Laboratory of Microbiology and Biochemistry, College of Chemistry and Food Engineering, Federal University of Rio Grande, Rio Grande, RS, Brazil.
Laboratory of Biochemical Engineering, College of Chemistry and Food Engineering, Federal University of Rio Grande, Rio Grande, RS, Brazil.
Bioresour Technol. 2019 Sep;287:121406. doi: 10.1016/j.biortech.2019.121406. Epub 2019 May 2.
The objective of this study was to evaluate the biofixation and production of biocompounds by Chlorella fusca LEB 111 cultivated with different concentrations of carbon dioxide (CO) adsorbent nanofibers in their free form or retained. Cultures were grown in 15% (v v) CO with 0.1, 0.3 and 0.5 g L nanofibers developed with 10% (w v) polyacrylonitrile (PAN)/dimethylformamide (DMF), with or without nanoparticles; retained or not.
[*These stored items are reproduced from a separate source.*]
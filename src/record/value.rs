use serde::{Deserialize, Serialize};

/// Typed value of a parsed log field.
///
/// Serializes untagged, so a field map renders as plain JSON suitable for
/// an index document body.
#[derive(Debug, Clone, PartialEq, Serialize, Deserialize)]
#[serde(untagged)]
pub enum FieldValue {
    Text(String),
    Int(i64),
    Float(f64),
    TextList(Vec<String>),
}

impl FieldValue {
    pub fn as_text(&self) -> Option<&str> {
        match self {
            FieldValue::Text(s) => Some(s),
            _ => None,
        }
    }

    pub fn as_int(&self) -> Option<i64> {
        match self {
            FieldValue::Int(i) => Some(*i),
            _ => None,
        }
    }

    pub fn as_float(&self) -> Option<f64> {
        match self {
            FieldValue::Float(f) => Some(*f),
            _ => None,
        }
    }

    pub fn as_text_list(&self) -> Option<&[String]> {
        match self {
            FieldValue::TextList(v) => Some(v),
            _ => None,
        }
    }
}
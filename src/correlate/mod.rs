use crate::record::{CorrelationKey, FieldValue, ParsedLogRecord, RecordKind};
use std::collections::{BTreeMap, HashMap};
use tracing::warn;

/// One document per logical invocation, ready to persist to the index.
///
/// May be partial (only one producer kind seen in this batch); the
/// writer's conflict path completes it across batches.
#[derive(Debug, Clone, PartialEq)]
pub struct MergedDocument {
    pub id: CorrelationKey,
    pub fields: BTreeMap<String, FieldValue>,
}

/// Group parsed records by correlation key and merge each group into one
/// document.
///
/// Matching the two producer kinds within a batch saves a remote
/// existence check per record; records whose counterpart is processed by
/// a different invocation converge later through the writer.
///
/// Merge rule: key union, with Report values overriding Invocation values
/// on collision. The rule is keyed by producer kind rather than arrival
/// order, so merging is commutative. Groups larger than two are a
/// correlation anomaly (duplicate redelivery within one batch); they fold
/// under the same rule so duplicates collapse idempotently, and are
/// logged rather than dropped.
pub fn correlate(records: Vec<ParsedLogRecord>) -> Vec<MergedDocument> {
    let mut order: Vec<CorrelationKey> = Vec::new();
    let mut groups: HashMap<CorrelationKey, Vec<ParsedLogRecord>> = HashMap::new();

    for record in records {
        let group = groups.entry(record.key.clone()).or_insert_with(|| {
            order.push(record.key.clone());
            Vec::new()
        });
        group.push(record);
    }

    order
        .into_iter()
        .map(|key| {
            let group = groups.remove(&key).unwrap_or_default();
            merge_group(key, group)
        })
        .collect()
}

fn merge_group(key: CorrelationKey, records: Vec<ParsedLogRecord>) -> MergedDocument {
    if records.len() > 2 {
        warn!(
            correlation_key = %key,
            group_size = records.len(),
            "correlation group larger than expected pair, folding duplicates"
        );
    }

    let mut fields = BTreeMap::new();
    for record in records.iter().filter(|r| r.kind == RecordKind::Invocation) {
        fields.extend(record.fields.clone());
    }
    for record in records.iter().filter(|r| r.kind == RecordKind::Report) {
        fields.extend(record.fields.clone());
    }

    MergedDocument { id: key, fields }
}
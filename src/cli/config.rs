use crate::config::generate::generate_starter_config;
use std::fs;
use std::path::PathBuf;

pub fn init(stdout: bool) -> Result<(), Box<dyn std::error::Error>> {
    let config_content = generate_starter_config();

    if stdout {
        print!("{}", config_content);
        return Ok(());
    }

    // Try to write to ~/.config/staclog/config.yml first
    let config_path = if let Some(home_dir) = dirs::home_dir() {
        let user_config = home_dir.join(".config/staclog/config.yml");

        if let Some(parent) = user_config.parent() {
            match fs::create_dir_all(parent) {
                Ok(_) => Some(user_config),
                Err(_) => {
                    eprintln!("Warning: Could not create directory {}", parent.display());
                    eprintln!("Falling back to /etc/staclog/config.yml");
                    None
                }
            }
        } else {
            None
        }
    } else {
        None
    };

    let config_path = config_path.unwrap_or_else(|| PathBuf::from("/etc/staclog/config.yml"));

    if config_path.exists() {
        eprintln!(
            "Error: Config file already exists at {}",
            config_path.display()
        );
        eprintln!("Remove it first or use --stdout to print the config");
        std::process::exit(1);
    }

    if let Some(parent) = config_path.parent() {
        fs::create_dir_all(parent)?;
    }

    fs::write(&config_path, config_content)?;

    println!("Config file written to {}", config_path.display());
    Ok(())
}
pub mod http;
pub mod memory;
pub mod name;
pub mod schema;
pub mod traits;
pub mod writer;

pub use http::HttpIndexStore;
pub use memory::MemoryIndexStore;
pub use name::{daily_index_name, IndexName, IndexNameError};
pub use traits::{CreateOutcome, IndexStore, StoreError};
pub use writer::{write_document, WriteOutcome};
pub mod decoder;

pub use decoder::{decode_payload, DecodeError, RawLogEvent};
The addition of 0.1 g L nanofibers with nanoparticles in their free form to the cultures promoted the accumulation of approximately 3 times more carbon in the medium (46.6 mg L), a 45% higher biofixation rate (89.2 mg L d) and increased carbohydrate production by approximately 2.3% (w w) of that observed in cultures grown without nanofibers. Therefore, nanofibers showed promising potential as physical adsorbents of CO in the cultivation to increase gas fixation and promote the synthesis of macromolecules.
本研究的目的是评估游离或保留不同浓度二氧化碳(CO)吸附纳米纤维的小球藻 LEB 111 的生物固定和生物化合物的产生。在 15%(v/v)CO 中培养,使用 10%(w/v)聚丙烯腈(PAN)/二甲基甲酰胺(DMF)开发的 0.1、0.3 和 0.5 g/L 纳米纤维,添加或不添加纳米颗粒;保留或不保留。将游离形式的含有纳米颗粒的 0.1 g/L 纳米纤维添加到培养物中,促进了培养基中约 3 倍更多的碳积累(46.6 mg/L),生物固定率提高了 45%(89.2 mg/L/d),碳水化合物产量增加了约 2.3%(与不添加纳米纤维的培养物相比)。因此,纳米纤维作为 CO 的物理吸附剂在培养中具有很大的潜力,可增加气体固定并促进大分子的合成。